Einde inhoudsopgave
Besluit kwaliteit leefomgeving
Artikel 4.24 (actieplan geluid provincie)
Geldend
Geldend vanaf 01-01-2024
- Bronpublicatie:
09-12-2020, Stb. 2020, 557 (uitgifte: 28-12-2020, kamerstukken/regelingnummer: -)
03-07-2018, Stb. 2018, 292 (uitgifte: 31-08-2018, kamerstukken/regelingnummer: -)
- Inwerkingtreding
01-01-2024
- Bronpublicatie inwerkingtreding:
05-04-2023, Stb. 2023, 113 (uitgifte: 07-04-2023, kamerstukken/regelingnummer: -)
05-04-2023, Stb. 2023, 113 (uitgifte: 07-04-2023, kamerstukken/regelingnummer: -)

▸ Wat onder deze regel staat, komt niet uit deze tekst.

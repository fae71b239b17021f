//! Unified error handling with Sentry integration.
//!
//! Provides a unified `AppError` type that captures errors to Sentry before
//! responding to the client. Page-level route handlers return
//! `Result<T, AppError>`; HTMX fragment handlers handle failures inline.

use axum::{
    http::StatusCode,
    response::{IntoResponse, Response},
};
use thiserror::Error;

use crate::cart::CartError;
use crate::wix::WixError;

/// Application-level error type for the storefront.
#[derive(Debug, Error)]
pub enum AppError {
    /// Wix API operation failed.
    #[error("Wix error: {0}")]
    Wix(#[from] WixError),

    /// Cart store operation failed.
    #[error("Cart error: {0}")]
    Cart(#[from] CartError),

    /// Resource not found.
    #[error("Not found: {0}")]
    NotFound(String),

    /// Bad request from client.
    #[error("Bad request: {0}")]
    BadRequest(String),

    /// Internal server error.
    #[error("Internal error: {0}")]
    Internal(String),
}

impl IntoResponse for AppError {
    fn into_response(self) -> Response {
        // Capture server-side errors to Sentry
        if matches!(self, Self::Wix(_) | Self::Cart(_) | Self::Internal(_)) {
            let event_id = sentry::capture_error(&self);
            tracing::error!(
                error = %self,
                sentry_event_id = %event_id,
                "Request error"
            );
        }

        let status = match &self {
            Self::Wix(WixError::RateLimited(_)) => StatusCode::TOO_MANY_REQUESTS,
            Self::Wix(_) | Self::Cart(_) => StatusCode::BAD_GATEWAY,
            Self::NotFound(_) => StatusCode::NOT_FOUND,
            Self::BadRequest(_) => StatusCode::BAD_REQUEST,
            Self::Internal(_) => StatusCode::INTERNAL_SERVER_ERROR,
        };

        // Don't expose internal error details to clients
        let message = match &self {
            Self::Wix(_) | Self::Cart(_) => "External service error".to_string(),
            Self::Internal(_) => "Internal server error".to_string(),
            _ => self.to_string(),
        };

        (status, message).into_response()
    }
}

/// Result type alias for `AppError`.
pub type Result<T> = std::result::Result<T, AppError>;

#[cfg(test)]
mod tests {
    use super::*;

    #[test]
    fn test_app_error_display() {
        let err = AppError::NotFound("product-123".to_string());
        assert_eq!(err.to_string(), "Not found: product-123");

        let err = AppError::BadRequest("invalid input".to_string());
        assert_eq!(err.to_string(), "Bad request: invalid input");
    }

    #[test]
    fn test_app_error_status_codes() {
        fn get_status(err: AppError) -> StatusCode {
            err.into_response().status()
        }

        assert_eq!(
            get_status(AppError::NotFound("test".to_string())),
            StatusCode::NOT_FOUND
        );
        assert_eq!(
            get_status(AppError::BadRequest("test".to_string())),
            StatusCode::BAD_REQUEST
        );
        assert_eq!(
            get_status(AppError::Internal("test".to_string())),
            StatusCode::INTERNAL_SERVER_ERROR
        );
        assert_eq!(
            get_status(AppError::Wix(WixError::NotFound("cart".to_string()))),
            StatusCode::BAD_GATEWAY
        );
        assert_eq!(
            get_status(AppError::Wix(WixError::RateLimited(5))),
            StatusCode::TOO_MANY_REQUESTS
        );
    }

    #[test]
    fn test_app_error_redacts_upstream_details() {
        let err = AppError::Wix(WixError::Status {
            status: 500,
            message: "secret upstream detail".to_string(),
        });
        let response = err.into_response();
        assert_eq!(response.status(), StatusCode::BAD_GATEWAY);
    }
}
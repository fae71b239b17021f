//! Newtype IDs for type-safe entity references.
//!
//! Use the `define_id!` macro to create type-safe ID wrappers that prevent
//! accidentally mixing IDs from different entity types. Wix entity IDs are
//! opaque strings, so the wrappers are string-backed.

use serde::{Deserialize, Serialize};

/// Macro to define a type-safe ID wrapper.
///
/// Creates a newtype wrapper around `String` with:
/// - `Serialize`/`Deserialize` with `#[serde(transparent)]`
/// - `Debug`, `Clone`, `PartialEq`, `Eq`, `Hash`
/// - Conversion methods: `new()`, `as_str()`, `into_inner()`
/// - `From<String>`, `From<&str>`, and `Display` implementations
///
/// # Example
///
/// ```rust
/// # use midnight_runners_core::define_id;
/// define_id!(ProductId);
/// define_id!(LineItemId);
///
/// let product_id = ProductId::new("prod123");
/// let item_id = LineItemId::new("prod123");
///
/// // These are different types, so this won't compile:
/// // let _: ProductId = item_id;
/// ```
#[macro_export]
macro_rules! define_id {
    ($name:ident) => {
        #[derive(
            Debug,
            Clone,
            PartialEq,
            Eq,
            Hash,
            ::serde::Serialize,
            ::serde::Deserialize
        )]
        #[serde(transparent)]
        pub struct $name(String);

        impl $name {
            /// Create a new ID from a string value.
            #[must_use]
            pub fn new(id: impl Into<String>) -> Self {
                Self(id.into())
            }

            /// Get the underlying string value.
            #[must_use]
            pub fn as_str(&self) -> &str {
                &self.0
            }

            /// Convert into the inner string.
            #[must_use]
            pub fn into_inner(self) -> String {
                self.0
            }

            /// Whether the ID is the empty string.
            #[must_use]
            pub fn is_empty(&self) -> bool {
                self.0.is_empty()
            }
        }

        impl ::core::fmt::Display for $name {
            fn fmt(&self, f: &mut ::core::fmt::Formatter<'_>) -> ::core::fmt::Result {
                write!(f, "{}", self.0)
            }
        }

        impl From<String> for $name {
            fn from(id: String) -> Self {
                Self(id)
            }
        }

        impl From<&str> for $name {
            fn from(id: &str) -> Self {
                Self(id.to_string())
            }
        }

        impl From<$name> for String {
            fn from(id: $name) -> Self {
                id.0
            }
        }
    };
}

define_id!(ProductId);
define_id!(VariantId);
define_id!(LineItemId);

#[cfg(test)]
#[allow(clippy::unwrap_used)]
mod tests {
    use super::*;

    #[test]
    fn test_id_round_trip() {
        let id = ProductId::new("prod123");
        assert_eq!(id.as_str(), "prod123");
        assert_eq!(id.to_string(), "prod123");
        assert_eq!(String::from(id), "prod123");
    }

    #[test]
    fn test_id_serde_transparent() {
        let id = LineItemId::new("li-1");
        let json = serde_json::to_string(&id).unwrap();
        assert_eq!(json, r#""li-1""#);
        let back: LineItemId = serde_json::from_str(&json).unwrap();
        assert_eq!(back, id);
    }

    #[test]
    fn test_id_is_empty() {
        assert!(VariantId::new("").is_empty());
        assert!(!VariantId::new("v1").is_empty());
    }
}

- Overige regelgevende instantie(s)
Ministerie van Binnenlandse Zaken en Koninkrijksrelaties
Ministerie van Onderwijs, Cultuur en Wetenschappen
Ministerie van Economische Zaken en Klimaat
Ministerie van Landbouw, Natuur en Voedselkwaliteit
- Vakgebied(en)
Omgevingsrecht / Algemeen
Omgevingsrecht / Omgevingswet
1.
Een actieplan als bedoeld in artikel 3.8, eerste lid, van de wet bevat een beschrijving van de in dat artikellid bedoelde geluidbronnen binnen het provinciale grondgebied en de elementen, bedoeld in artikel 4.23, eerste lid, onder b tot en met n, en een beknopte samenvatting van die geluidbronnen en elementen.
2.
Bij de beschrijving van het beleid, bedoeld in artikel 4.23, eerste lid, onder e, wordt in ieder geval betrokken de bescherming van stille gebieden, zijnde:
- a.
de op grond van artikel 7.11, eerste lid, onder a, bij omgevingsverordening aangewezen stiltegebieden; en
- b.
gebieden waarin de fysieke leefomgeving in verband met geluid bijzondere bescherming behoeft, waartoe in ieder geval behoren de gebieden die als zodanig bij omgevingsplan zijn aangewezen en die zijn gelegen binnen een bij ministeriële regeling aangewezen agglomeratie.
3.
Het actieplan bevat ook:
- a.
het verslag van de resultaten van de monitoring, bedoeld in artikel 11.45, vierde lid, onder b, en de wijze waarop is voldaan aan de resultaatsverplichting, bedoeld in artikel 3.44;
- b.
een overzicht van de op grond van de artikelen 2.12a, eerste lid, en 2.13a, eerste lid, van de wet vastgestelde geluidproductieplafonds als omgevingswaarden waarbij toepassing is gegeven aan artikel 3.37;
- c.
een beschrijving van de ontwikkelingen van het bronbeleid en andere relevante ontwikkelingen die van invloed kunnen zijn op de geluidproductieplafonds, bedoeld onder b;
- d.
een motivering of de ontwikkelingen, bedoeld onder c, aanleiding geven tot intrekking of wijziging van de geluidproductieplafonds, bedoeld onder b;
- e.
de conclusies naar aanleiding van de resultaten van de monitoring, bedoeld in artikel 11.45; en
- f.
een overzicht van voorgenomen maatregelen om te voldoen aan op grond van de artikelen 2.12a, eerste lid, en 2.13a, eerste lid, van de wet vastgestelde geluidproductieplafonds als omgevingswaarden.